» **Records provided**:

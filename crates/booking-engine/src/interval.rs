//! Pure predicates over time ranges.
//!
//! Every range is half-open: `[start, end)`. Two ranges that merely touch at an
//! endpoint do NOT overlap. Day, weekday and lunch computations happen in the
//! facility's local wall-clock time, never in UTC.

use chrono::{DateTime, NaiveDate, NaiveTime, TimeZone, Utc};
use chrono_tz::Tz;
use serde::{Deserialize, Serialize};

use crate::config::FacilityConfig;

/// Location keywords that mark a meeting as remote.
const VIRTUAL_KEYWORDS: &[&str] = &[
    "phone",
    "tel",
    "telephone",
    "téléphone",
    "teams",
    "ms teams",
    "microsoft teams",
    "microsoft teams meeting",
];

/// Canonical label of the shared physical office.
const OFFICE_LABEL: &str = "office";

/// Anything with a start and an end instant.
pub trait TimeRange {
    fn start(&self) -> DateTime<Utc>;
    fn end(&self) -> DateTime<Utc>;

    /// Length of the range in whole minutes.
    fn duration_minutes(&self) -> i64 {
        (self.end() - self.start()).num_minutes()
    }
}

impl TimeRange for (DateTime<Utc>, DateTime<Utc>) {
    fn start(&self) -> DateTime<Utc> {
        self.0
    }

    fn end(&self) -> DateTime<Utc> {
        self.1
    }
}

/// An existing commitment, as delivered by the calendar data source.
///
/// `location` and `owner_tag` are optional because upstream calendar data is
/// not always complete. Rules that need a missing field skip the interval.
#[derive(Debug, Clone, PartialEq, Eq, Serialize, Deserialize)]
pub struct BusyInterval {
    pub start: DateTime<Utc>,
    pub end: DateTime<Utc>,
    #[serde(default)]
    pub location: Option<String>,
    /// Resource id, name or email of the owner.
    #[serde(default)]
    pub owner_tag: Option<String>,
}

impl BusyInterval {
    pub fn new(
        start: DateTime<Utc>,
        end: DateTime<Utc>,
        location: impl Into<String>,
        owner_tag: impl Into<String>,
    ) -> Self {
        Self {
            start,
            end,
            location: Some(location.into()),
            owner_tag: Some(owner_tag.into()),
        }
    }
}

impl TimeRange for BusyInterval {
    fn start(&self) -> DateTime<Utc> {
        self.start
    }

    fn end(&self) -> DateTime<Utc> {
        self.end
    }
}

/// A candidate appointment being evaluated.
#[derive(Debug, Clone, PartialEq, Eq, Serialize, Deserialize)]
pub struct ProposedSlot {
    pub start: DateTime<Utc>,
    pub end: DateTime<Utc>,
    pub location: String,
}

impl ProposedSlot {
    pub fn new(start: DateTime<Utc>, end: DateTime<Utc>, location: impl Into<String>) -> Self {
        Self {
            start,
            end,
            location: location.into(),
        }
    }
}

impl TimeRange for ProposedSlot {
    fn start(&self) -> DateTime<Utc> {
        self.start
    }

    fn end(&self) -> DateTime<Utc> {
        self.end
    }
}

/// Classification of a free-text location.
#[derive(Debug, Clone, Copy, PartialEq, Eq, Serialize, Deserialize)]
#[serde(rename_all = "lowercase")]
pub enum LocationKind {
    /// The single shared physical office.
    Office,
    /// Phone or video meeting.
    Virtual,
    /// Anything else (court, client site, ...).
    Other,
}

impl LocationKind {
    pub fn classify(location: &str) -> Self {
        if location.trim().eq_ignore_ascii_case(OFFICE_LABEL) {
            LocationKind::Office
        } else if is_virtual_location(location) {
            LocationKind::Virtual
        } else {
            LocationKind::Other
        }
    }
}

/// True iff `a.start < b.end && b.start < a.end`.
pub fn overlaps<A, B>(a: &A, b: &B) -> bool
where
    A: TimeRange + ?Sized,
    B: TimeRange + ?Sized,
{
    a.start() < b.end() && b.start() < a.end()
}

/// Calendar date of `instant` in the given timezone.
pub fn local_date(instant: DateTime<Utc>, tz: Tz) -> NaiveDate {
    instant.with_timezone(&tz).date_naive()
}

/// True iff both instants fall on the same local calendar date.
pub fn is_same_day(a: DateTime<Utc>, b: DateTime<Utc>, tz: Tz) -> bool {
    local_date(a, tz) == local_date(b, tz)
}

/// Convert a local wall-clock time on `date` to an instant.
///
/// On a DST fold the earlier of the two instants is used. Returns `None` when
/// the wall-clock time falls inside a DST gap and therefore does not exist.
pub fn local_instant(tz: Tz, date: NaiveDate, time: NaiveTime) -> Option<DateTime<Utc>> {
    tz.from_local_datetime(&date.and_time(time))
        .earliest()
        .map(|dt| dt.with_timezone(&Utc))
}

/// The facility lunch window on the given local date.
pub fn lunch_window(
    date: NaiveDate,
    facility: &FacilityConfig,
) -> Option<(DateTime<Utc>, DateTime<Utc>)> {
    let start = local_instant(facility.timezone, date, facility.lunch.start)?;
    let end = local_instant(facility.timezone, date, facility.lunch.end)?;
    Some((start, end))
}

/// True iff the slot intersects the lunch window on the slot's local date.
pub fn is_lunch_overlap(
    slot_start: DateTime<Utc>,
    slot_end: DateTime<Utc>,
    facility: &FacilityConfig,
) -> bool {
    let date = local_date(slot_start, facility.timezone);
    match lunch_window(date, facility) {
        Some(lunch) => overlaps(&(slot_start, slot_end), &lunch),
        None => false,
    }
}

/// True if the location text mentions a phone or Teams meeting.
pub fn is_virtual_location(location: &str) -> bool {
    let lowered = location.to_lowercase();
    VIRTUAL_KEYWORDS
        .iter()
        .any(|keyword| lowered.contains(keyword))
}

» **Work request**: Collect each line of the entries that has the word "BusyInterval", copying it in full.

» **Written response**:
pub struct BusyInterval {
impl BusyInterval {
impl TimeRange for BusyInterval {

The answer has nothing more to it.